Saved entries
Content starts

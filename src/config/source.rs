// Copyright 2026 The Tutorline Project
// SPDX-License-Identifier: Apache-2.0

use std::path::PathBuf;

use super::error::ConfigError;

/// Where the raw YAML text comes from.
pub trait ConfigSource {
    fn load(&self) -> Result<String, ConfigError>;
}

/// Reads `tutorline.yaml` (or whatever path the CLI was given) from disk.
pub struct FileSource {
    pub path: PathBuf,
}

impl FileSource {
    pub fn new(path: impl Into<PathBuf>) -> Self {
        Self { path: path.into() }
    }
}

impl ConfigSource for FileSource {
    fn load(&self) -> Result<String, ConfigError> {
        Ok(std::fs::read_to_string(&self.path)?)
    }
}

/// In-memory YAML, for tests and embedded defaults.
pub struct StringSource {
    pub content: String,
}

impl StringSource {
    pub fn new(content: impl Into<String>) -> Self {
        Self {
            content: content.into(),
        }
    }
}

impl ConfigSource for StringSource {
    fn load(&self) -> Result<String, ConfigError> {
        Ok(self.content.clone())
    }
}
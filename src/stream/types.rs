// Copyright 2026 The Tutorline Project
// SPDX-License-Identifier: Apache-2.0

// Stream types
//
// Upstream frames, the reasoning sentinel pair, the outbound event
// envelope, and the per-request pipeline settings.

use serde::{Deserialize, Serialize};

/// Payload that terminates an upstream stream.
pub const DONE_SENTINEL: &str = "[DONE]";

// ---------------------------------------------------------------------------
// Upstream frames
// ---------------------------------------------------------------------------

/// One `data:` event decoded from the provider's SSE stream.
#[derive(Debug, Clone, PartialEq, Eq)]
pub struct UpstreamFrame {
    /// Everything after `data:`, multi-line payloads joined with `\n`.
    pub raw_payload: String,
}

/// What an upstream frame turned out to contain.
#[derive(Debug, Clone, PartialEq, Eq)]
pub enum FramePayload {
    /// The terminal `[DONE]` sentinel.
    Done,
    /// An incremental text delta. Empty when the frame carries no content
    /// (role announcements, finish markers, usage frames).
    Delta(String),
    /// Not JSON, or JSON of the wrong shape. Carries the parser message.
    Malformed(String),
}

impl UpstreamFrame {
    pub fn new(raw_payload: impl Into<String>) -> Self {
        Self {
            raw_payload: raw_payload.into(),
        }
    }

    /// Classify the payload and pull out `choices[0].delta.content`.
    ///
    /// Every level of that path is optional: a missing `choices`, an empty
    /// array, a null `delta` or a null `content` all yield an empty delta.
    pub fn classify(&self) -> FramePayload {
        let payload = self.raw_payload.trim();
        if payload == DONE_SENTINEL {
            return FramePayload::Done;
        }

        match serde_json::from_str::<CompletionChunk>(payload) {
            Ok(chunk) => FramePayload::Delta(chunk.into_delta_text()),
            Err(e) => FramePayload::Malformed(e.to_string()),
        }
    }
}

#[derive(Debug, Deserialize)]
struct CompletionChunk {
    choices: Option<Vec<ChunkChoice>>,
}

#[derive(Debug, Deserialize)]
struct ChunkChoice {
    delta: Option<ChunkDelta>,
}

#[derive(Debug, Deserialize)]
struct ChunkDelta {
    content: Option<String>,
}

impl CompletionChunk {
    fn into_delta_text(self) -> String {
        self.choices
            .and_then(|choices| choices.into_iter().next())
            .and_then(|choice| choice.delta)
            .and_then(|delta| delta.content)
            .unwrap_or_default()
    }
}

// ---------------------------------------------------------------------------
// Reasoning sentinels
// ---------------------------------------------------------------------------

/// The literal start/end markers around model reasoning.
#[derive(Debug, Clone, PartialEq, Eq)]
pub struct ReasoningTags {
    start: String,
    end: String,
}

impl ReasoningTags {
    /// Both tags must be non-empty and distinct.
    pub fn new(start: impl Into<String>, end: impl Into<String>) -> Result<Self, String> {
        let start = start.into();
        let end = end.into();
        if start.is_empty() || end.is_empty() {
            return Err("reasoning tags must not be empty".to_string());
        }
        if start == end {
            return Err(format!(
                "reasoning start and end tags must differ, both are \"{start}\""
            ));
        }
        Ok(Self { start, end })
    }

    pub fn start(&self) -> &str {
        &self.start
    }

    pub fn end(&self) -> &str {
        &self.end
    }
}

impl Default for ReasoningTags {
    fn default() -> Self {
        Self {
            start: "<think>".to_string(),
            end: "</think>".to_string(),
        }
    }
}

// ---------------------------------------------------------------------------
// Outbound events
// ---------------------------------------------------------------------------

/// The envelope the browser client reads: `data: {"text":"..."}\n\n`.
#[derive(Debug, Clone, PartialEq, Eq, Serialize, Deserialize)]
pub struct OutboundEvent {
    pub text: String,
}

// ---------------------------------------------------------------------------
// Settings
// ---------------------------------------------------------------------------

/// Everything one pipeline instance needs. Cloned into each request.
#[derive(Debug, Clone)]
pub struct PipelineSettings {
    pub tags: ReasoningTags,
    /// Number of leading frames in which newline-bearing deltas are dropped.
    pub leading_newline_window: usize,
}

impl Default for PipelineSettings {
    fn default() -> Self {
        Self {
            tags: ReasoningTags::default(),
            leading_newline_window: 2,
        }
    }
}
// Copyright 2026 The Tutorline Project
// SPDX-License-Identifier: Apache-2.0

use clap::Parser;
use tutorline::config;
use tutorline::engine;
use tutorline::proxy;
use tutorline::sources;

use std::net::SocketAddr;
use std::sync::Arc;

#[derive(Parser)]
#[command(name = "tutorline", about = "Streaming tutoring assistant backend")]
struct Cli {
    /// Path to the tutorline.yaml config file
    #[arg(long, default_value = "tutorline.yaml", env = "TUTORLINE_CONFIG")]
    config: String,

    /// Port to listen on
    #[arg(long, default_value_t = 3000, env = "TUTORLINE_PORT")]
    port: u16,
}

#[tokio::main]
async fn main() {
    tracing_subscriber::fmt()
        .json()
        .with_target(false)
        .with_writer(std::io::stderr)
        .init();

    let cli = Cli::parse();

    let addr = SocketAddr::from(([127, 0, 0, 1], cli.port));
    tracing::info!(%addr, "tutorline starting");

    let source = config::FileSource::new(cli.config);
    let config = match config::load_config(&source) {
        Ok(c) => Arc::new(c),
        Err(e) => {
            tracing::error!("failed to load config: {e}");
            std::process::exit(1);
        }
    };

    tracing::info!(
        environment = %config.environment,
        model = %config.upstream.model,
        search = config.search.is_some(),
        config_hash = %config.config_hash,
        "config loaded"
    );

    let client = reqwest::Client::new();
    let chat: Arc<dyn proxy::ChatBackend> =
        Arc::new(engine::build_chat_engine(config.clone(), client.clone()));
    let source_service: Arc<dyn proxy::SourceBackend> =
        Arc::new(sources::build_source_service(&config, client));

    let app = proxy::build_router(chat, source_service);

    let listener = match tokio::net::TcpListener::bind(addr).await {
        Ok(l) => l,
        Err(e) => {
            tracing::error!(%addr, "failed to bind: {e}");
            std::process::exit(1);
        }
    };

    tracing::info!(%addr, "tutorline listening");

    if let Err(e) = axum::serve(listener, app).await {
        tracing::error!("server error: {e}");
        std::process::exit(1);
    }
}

Content ends

● WHAT TO WORK ON:
Your answer must be a copy of every line in the data above that holds the string "envelope".

● ANSWER FOR THIS EXERCISE:
// envelope, and the per-request pipeline settings.
/// The envelope the browser client reads: `data: {"text":"..."}\n\n`.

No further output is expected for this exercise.